=== TO DO ===
In the entries below, find each line with the word "AlreadyClosed" and pull it out.

=== DATA FOR ANALYSIS ===
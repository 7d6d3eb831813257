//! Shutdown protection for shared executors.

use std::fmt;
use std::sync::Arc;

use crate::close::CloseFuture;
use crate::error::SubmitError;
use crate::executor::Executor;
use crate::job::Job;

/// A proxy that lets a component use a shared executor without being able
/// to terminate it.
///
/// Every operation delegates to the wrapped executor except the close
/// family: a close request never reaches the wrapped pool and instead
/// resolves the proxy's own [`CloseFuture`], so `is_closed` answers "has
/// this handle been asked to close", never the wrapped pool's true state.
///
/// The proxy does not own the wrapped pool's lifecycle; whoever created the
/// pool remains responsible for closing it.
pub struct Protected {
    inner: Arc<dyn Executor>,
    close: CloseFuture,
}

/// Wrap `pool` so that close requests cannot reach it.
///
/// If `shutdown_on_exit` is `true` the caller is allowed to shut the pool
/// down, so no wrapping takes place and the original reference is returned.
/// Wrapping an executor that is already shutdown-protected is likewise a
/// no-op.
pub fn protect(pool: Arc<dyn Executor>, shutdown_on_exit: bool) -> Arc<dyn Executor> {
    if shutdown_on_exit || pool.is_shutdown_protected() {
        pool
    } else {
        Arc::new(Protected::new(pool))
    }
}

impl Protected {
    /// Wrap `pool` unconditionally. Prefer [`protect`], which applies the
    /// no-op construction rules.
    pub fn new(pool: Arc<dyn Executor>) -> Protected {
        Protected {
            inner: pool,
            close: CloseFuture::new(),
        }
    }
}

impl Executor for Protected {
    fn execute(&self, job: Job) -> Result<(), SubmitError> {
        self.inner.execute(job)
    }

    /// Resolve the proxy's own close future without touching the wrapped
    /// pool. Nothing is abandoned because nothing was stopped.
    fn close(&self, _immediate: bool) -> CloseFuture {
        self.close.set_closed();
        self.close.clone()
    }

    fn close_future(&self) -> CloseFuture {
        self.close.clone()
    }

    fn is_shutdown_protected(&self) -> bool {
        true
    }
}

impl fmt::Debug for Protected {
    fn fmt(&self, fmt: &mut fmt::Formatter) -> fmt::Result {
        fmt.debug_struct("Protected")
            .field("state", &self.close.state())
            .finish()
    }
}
--
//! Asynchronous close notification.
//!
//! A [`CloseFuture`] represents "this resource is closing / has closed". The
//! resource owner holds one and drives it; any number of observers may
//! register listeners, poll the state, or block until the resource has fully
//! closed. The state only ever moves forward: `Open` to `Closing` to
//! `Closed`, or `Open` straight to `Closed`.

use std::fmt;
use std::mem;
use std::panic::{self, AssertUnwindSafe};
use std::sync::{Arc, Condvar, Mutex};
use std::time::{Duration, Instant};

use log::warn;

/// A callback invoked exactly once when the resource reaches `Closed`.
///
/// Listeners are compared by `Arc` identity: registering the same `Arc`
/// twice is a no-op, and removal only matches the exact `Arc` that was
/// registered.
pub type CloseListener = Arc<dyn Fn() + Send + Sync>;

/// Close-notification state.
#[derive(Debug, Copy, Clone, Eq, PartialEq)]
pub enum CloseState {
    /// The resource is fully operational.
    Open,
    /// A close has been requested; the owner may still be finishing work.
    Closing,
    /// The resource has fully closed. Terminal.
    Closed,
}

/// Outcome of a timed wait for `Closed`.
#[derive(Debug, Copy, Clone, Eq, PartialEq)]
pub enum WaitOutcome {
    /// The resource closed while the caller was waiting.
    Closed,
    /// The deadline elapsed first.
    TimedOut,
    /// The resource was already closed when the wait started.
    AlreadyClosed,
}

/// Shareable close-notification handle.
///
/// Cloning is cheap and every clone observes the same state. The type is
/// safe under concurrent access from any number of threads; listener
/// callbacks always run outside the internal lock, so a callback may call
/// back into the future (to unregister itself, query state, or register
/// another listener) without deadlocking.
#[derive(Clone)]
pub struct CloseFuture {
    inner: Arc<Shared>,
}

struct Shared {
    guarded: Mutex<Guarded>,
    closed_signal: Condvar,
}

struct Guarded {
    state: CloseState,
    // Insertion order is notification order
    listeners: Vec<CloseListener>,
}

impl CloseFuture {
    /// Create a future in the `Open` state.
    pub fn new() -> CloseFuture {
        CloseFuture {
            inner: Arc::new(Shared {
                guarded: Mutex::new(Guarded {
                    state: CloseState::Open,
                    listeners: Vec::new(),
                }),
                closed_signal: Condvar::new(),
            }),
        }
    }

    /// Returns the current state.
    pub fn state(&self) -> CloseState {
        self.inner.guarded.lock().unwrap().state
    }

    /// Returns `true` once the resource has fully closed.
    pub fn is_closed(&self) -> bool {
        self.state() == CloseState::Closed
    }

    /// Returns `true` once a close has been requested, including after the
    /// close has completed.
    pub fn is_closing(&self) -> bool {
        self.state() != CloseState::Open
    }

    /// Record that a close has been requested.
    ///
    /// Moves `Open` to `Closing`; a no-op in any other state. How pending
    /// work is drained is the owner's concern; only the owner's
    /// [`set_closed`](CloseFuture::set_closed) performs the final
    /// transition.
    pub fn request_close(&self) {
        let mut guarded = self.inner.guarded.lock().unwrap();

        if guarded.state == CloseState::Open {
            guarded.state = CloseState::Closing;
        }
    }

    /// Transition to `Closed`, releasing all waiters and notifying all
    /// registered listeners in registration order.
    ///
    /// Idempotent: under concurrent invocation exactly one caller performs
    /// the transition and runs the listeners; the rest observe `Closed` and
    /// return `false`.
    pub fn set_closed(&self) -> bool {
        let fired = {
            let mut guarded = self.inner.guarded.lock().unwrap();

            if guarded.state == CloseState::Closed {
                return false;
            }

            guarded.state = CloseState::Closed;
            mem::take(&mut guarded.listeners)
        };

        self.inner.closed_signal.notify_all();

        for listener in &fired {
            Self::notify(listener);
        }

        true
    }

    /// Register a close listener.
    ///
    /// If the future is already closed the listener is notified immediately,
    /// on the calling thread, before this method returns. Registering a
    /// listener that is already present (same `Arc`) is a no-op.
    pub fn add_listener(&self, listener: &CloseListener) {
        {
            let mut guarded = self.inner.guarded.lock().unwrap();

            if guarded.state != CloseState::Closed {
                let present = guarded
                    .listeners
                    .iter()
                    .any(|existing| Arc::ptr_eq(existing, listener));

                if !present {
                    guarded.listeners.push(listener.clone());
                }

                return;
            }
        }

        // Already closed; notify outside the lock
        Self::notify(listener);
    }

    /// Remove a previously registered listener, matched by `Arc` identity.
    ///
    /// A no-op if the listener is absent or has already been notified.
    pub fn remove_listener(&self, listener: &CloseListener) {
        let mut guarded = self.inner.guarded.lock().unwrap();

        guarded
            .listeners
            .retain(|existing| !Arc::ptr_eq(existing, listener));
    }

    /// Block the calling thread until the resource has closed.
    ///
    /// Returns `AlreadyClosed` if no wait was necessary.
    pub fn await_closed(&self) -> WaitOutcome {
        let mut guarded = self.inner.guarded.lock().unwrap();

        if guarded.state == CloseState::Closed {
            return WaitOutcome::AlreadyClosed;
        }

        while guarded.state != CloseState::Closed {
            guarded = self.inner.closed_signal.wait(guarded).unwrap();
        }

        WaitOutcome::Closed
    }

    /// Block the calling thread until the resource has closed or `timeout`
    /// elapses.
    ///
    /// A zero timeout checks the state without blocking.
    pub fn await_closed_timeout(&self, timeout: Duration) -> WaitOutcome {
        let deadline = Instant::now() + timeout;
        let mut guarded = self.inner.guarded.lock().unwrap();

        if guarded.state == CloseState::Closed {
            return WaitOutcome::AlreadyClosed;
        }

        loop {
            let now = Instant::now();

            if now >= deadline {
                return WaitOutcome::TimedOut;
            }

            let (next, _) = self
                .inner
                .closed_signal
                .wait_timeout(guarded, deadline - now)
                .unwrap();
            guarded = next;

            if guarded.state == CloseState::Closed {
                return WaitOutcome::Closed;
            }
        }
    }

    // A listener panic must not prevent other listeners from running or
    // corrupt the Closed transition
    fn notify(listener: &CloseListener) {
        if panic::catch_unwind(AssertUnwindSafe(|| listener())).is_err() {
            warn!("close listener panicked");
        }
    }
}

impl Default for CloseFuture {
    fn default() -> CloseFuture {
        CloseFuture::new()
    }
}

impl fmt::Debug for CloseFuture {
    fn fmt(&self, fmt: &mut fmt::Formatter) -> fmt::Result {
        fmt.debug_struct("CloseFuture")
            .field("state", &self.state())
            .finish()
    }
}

=== RESPONSE TO THE TASK ===
    AlreadyClosed,
    /// Returns `AlreadyClosed` if no wait was necessary.
            return WaitOutcome::AlreadyClosed;
            return WaitOutcome::AlreadyClosed;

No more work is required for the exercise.